Vdrop=1/2×Id×Rs×(L/W)  …(2)
ただし、Id:駆動電流、Rs:走査線のシート抵抗、L:表示画面の長辺長、W:走査線の線幅。
【0015】
ここで仮に解像度を一定に保ったまま、画面サイズを大きくしていくこと想定した場合、電圧降下量VdropはRs×S/αに比例して増加することが判る。
【0016】
これを抑制するには、
(1)電子放出係数をあげる。→上部電極13の厚さを薄くすれば良いが、下限に限界があり比例縮小はできない。
(2)シート抵抗Rsを下げる。→電極の厚さを増やすとともに、抵抗率を下げる。
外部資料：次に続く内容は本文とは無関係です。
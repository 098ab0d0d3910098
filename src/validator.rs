//! Copyright © 2025-2026 Wenze Wei. All Rights Reserved.
//!
//! This file is part of Opal Guard.
//! The Opal Guard project belongs to the Dunimd Team.
//!
//! Licensed under the Apache License, Version 2.0 (the "License");
//! You may not use this file except in compliance with the License.
//! You may obtain a copy of the License at
//!
//!     http://www.apache.org/licenses/LICENSE-2.0
//!
//! Unless required by applicable law or agreed to in writing, software
//! distributed under the License is distributed on an "AS IS" BASIS,
//! WITHOUT WARRANTIES OR CONDITIONS OF ANY KIND, either express or implied.
//! See the License for the specific language governing permissions and
//! limitations under the License.

//! # Structural Validator
//!
//! Ordered structural checks over a query. The first failing check decides
//! the verdict; later checks never run.
//!
//! 1. `balanced_delimiters`: no string or regex literal is left open, and
//!    `(`/`)`, `[`/`]` and `{`/`}` counts match
//! 2. `quote_parity`: double quotes pair up
//! 3. `stage_count`: at most `max_stages` stages
//! 4. `nesting_depth`: delimiters nest at most `max_nesting_depth` deep
//! 5. `known_verbs`: every stage starts with a known verb
//! 6. `known_functions`: every call names a known function
//!
//! Text inside string and regex literals is ignored by every check.

use std::sync::OnceLock;

use regex::Regex;

use crate::config::OpalValidatorConfig;
use crate::errors::{OpalError, Result};
use crate::lexer::{leading_identifier, scan, OpalScan};
use crate::reference::{reference_tables, CALL_KEYWORDS};

/// A query scanned once and shared by every check.
pub struct OpalQueryView<'q> {
    pub query: &'q str,
    pub scan: OpalScan,
}

impl<'q> OpalQueryView<'q> {
    pub fn new(query: &'q str) -> Self {
        OpalQueryView {
            query,
            scan: scan(query),
        }
    }

    pub fn stages(&self) -> impl Iterator<Item = &'q str> + '_ {
        let query = self.query;
        self.scan.stages.iter().map(move |range| &query[range.clone()])
    }

    /// Bytes outside literals, with their offsets.
    fn code_bytes(&self) -> impl Iterator<Item = (usize, u8)> + '_ {
        self.query
            .bytes()
            .enumerate()
            .filter(|(idx, _)| !self.scan.in_literal(*idx))
    }
}

pub type OpalCheckFn = fn(&OpalQueryView<'_>, &OpalValidatorConfig) -> Result<()>;

/// A named structural check.
#[derive(Clone, Copy)]
pub struct OpalCheck {
    pub name: &'static str,
    pub check: OpalCheckFn,
}

/// Structural checks in evaluation order.
pub const STRUCTURAL_CHECKS: [OpalCheck; 6] = [
    OpalCheck {
        name: "balanced_delimiters",
        check: check_balanced_delimiters,
    },
    OpalCheck {
        name: "quote_parity",
        check: check_quote_parity,
    },
    OpalCheck {
        name: "stage_count",
        check: check_stage_count,
    },
    OpalCheck {
        name: "nesting_depth",
        check: check_nesting_depth,
    },
    OpalCheck {
        name: "known_verbs",
        check: check_known_verbs,
    },
    OpalCheck {
        name: "known_functions",
        check: check_known_functions,
    },
];

/// Runs every structural check against `query`, stopping at the first failure.
pub fn validate_structure(query: &str, config: &OpalValidatorConfig) -> Result<()> {
    let view = OpalQueryView::new(query);
    for check in &STRUCTURAL_CHECKS {
        if let Err(err) = (check.check)(&view, config) {
            log::debug!("check '{}' rejected query: {err}", check.name);
            return Err(err);
        }
    }
    Ok(())
}

const DELIMITERS: [(u8, u8, &str); 3] = [
    (b'(', b')', "parentheses"),
    (b'[', b']', "brackets"),
    (b'{', b'}', "braces"),
];

fn check_balanced_delimiters(view: &OpalQueryView<'_>, _config: &OpalValidatorConfig) -> Result<()> {
    if let Some((delimiter, offset)) = view.scan.open_literal {
        let kind = if delimiter == '/' { "regex literal" } else { "single-quoted string" };
        return Err(OpalError::structural(format!(
            "Unterminated {kind}: '{delimiter}' at offset {offset} is never closed"
        )));
    }
    for (open, close, label) in DELIMITERS {
        let (opened, closed) = view
            .code_bytes()
            .fold((0usize, 0usize), |(o, c), (_, byte)| {
                (o + usize::from(byte == open), c + usize::from(byte == close))
            });
        if opened != closed {
            return Err(OpalError::structural(format!(
                "Unbalanced {label}: {opened} opening '{}' vs {closed} closing '{}'",
                open as char, close as char
            )));
        }
    }
    Ok(())
}

fn check_quote_parity(view: &OpalQueryView<'_>, _config: &OpalValidatorConfig) -> Result<()> {
    let count = view.scan.double_quotes;
    if count % 2 != 0 {
        return Err(OpalError::structural(format!(
            "Unbalanced double quotes: found {count} unescaped '\"' characters"
        )));
    }
    Ok(())
}

fn check_stage_count(view: &OpalQueryView<'_>, config: &OpalValidatorConfig) -> Result<()> {
    let stages = view.scan.stages.len();
    if stages > config.max_stages {
        return Err(OpalError::complexity(format!(
            "Query has {stages} pipeline stages, exceeding the maximum of {}",
            config.max_stages
        )));
    }
    Ok(())
}

/// Deepest delimiter nesting outside literals.
pub fn nesting_depth(view: &OpalQueryView<'_>) -> usize {
    let mut depth = 0usize;
    let mut deepest = 0usize;
    for (_, byte) in view.code_bytes() {
        match byte {
            b'(' | b'[' | b'{' => {
                depth += 1;
                deepest = deepest.max(depth);
            }
            b')' | b']' | b'}' => depth = depth.saturating_sub(1),
            _ => {}
        }
    }
    deepest
}

fn check_nesting_depth(view: &OpalQueryView<'_>, config: &OpalValidatorConfig) -> Result<()> {
    let depth = nesting_depth(view);
    if depth > config.max_nesting_depth {
        return Err(OpalError::complexity(format!(
            "Query nesting depth {depth} exceeds the maximum of {}",
            config.max_nesting_depth
        )));
    }
    Ok(())
}

fn check_known_verbs(view: &OpalQueryView<'_>, config: &OpalValidatorConfig) -> Result<()> {
    let tables = reference_tables();
    for (idx, stage) in view.stages().enumerate() {
        match leading_identifier(stage) {
            Some(verb) if tables.is_verb(verb) => {}
            Some(verb) => {
                return Err(OpalError::UnknownVerb {
                    verb: verb.to_string(),
                    stage: idx + 1,
                    suggestions: tables.suggest_verbs(verb, config.max_suggestions),
                })
            }
            None => {
                let token = stage.split_whitespace().next().unwrap_or(stage);
                return Err(OpalError::UnknownVerb {
                    verb: token.to_string(),
                    stage: idx + 1,
                    suggestions: Vec::new(),
                });
            }
        }
    }
    Ok(())
}

fn call_pattern() -> &'static Regex {
    static RE: OnceLock<Regex> = OnceLock::new();
    RE.get_or_init(|| Regex::new(r"\b([\p{Alphabetic}_]\w*)\s*\(").expect("valid call pattern"))
}

fn check_known_functions(view: &OpalQueryView<'_>, config: &OpalValidatorConfig) -> Result<()> {
    let tables = reference_tables();
    for caps in call_pattern().captures_iter(view.query) {
        let Some(name) = caps.get(1) else {
            continue;
        };
        if view.scan.in_literal(name.start()) {
            continue;
        }
        // `a.b(` is a path segment followed by a group, not a call.
        if name.start() > 0 && view.query.as_bytes()[name.start() - 1] == b'.' {
            continue;
        }
        let function = name.as_str();
        if tables.is_function(function)
            || tables.is_verb(function)
            || CALL_KEYWORDS.contains(&function.to_ascii_lowercase().as_str())
        {
            continue;
        }
        let hint = tables.hint_for(function).map(str::to_string);
        let suggestions = if hint.is_some() {
            Vec::new()
        } else {
            tables.suggest_functions(function, config.max_suggestions)
        };
        return Err(OpalError::UnknownFunction {
            function: function.to_string(),
            hint,
            suggestions,
        });
    }
    Ok(())
}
しかしながら下記(a)〜(c)の理由により改善が期待できない。
【0017】
(a)トンネル絶縁膜12は陽極酸化アルミナにする必要から、他の材料への変更は不可である。
(b)成膜条件の変更(例えば基板温度の高温化)によりアルミニウムの抵抗を下げることは可能であるが、膜表面の平滑性を悪くし、トンネル絶縁膜の信頼性を損なう。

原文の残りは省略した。